Clean farming, or the mode of removing by mowing, disking, or ‘herbicide spraying’ all vegetation down to bare dirt, is a common agricultural practice today. While bare edges, corners, ditch banks and the odd piece of land are common sights, there is a drive in some communities to ‘bring farm edges back to life’.
The notion of a bare edge is popular because this part of the field is most prone to accumulate weeds. The resulting actions create voids in the landscape in an attempt to combat said weeds, but according to the Anderson family of Hedgerow Farms, clean farming should mean ‘weed-free, not vegetation free’.

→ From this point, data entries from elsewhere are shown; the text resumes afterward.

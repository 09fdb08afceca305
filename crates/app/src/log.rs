use std::{
    collections::VecDeque,
    sync::{Arc, Mutex},
};

use chrono::Local;
use log::{Level, LevelFilter, Metadata, Record, SetLoggerError};
use serde::{Deserialize, Serialize};

pub static LOG: Mutex<Option<Arc<Mutex<dyn Repository>>>> = Mutex::new(None);

#[allow(clippy::missing_errors_doc)]
pub trait Repository: Send + Sync + 'static {
    /// Entries newest first.
    fn read_entries(&self) -> Result<VecDeque<Entry>, Error>;
    fn write_entry(&self, entry: Entry) -> Result<(), Error>;
}

#[derive(thiserror::Error, Debug, Clone, PartialEq, Eq)]
pub enum Error {
    #[error("{0}")]
    Unknown(String),
}

#[derive(Serialize, Deserialize, Debug, Clone, PartialEq)]
pub struct Entry {
    pub time: String,
    #[serde(with = "LevelDef")]
    pub level: Level,
    pub message: String,
}

#[derive(Serialize, Deserialize)]
#[serde(remote = "Level")]
pub enum LevelDef {
    Error,
    Warn,
    Info,
    Debug,
    Trace,
}

static LOGGER: Logger = Logger;

/// Installs a logger persisting every record with at least the given level into the repository.
///
/// # Errors
///
/// Returns an error if the logger has already been initialized.
pub fn init(
    repository: Arc<Mutex<dyn Repository>>,
    max_level: LevelFilter,
) -> Result<(), SetLoggerError> {
    if let Ok(mut log) = LOG.lock() {
        *log = Some(repository);
    }
    log::set_logger(&LOGGER).map(|()| log::set_max_level(max_level))
}

struct Logger;

impl log::Log for Logger {
    fn enabled(&self, metadata: &Metadata) -> bool {
        metadata.level() <= log::max_level()
    }

    fn log(&self, record: &Record) {
        if !self.enabled(record.metadata()) {
            return;
        }
        let Ok(log) = LOG.lock() else {
            return;
        };
        if let Some(ref repository) = *log {
            if let Ok(repository) = repository.lock() {
                let _ = repository.write_entry(Entry {
                    time: Local::now().format("%b %d %H:%M:%S").to_string(),
                    level: record.level(),
                    message: record.args().to_string(),
                });
            }
        }
    }

    fn flush(&self) {}
}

The idea of hedgerows isn’t new; in fact they date back 1000’s of years. Farmers who grow hedgerows spend less time and money mowing, scraping, disking and spraying each year. Using native grasses and self-sustaining perennials not only out-compete and suppress weeds; they also stabilize soils, decrease annual maintenance, improve water quality by filtering surface runoff, and save on labor and chemical costs. Hedgerows also act as a buffer zone between crops and fields providing protection from wind. This extra vegetation provide homes for wildlife drawing in beneficial birds and insects important to many farming operations.
So why aren’t more farmers planting hedgerows? Time, education and money. The benefits of hedgerows are astounding, they have the possibility to provide a higher quality of life for animals and people too, it will just take time to change general practices.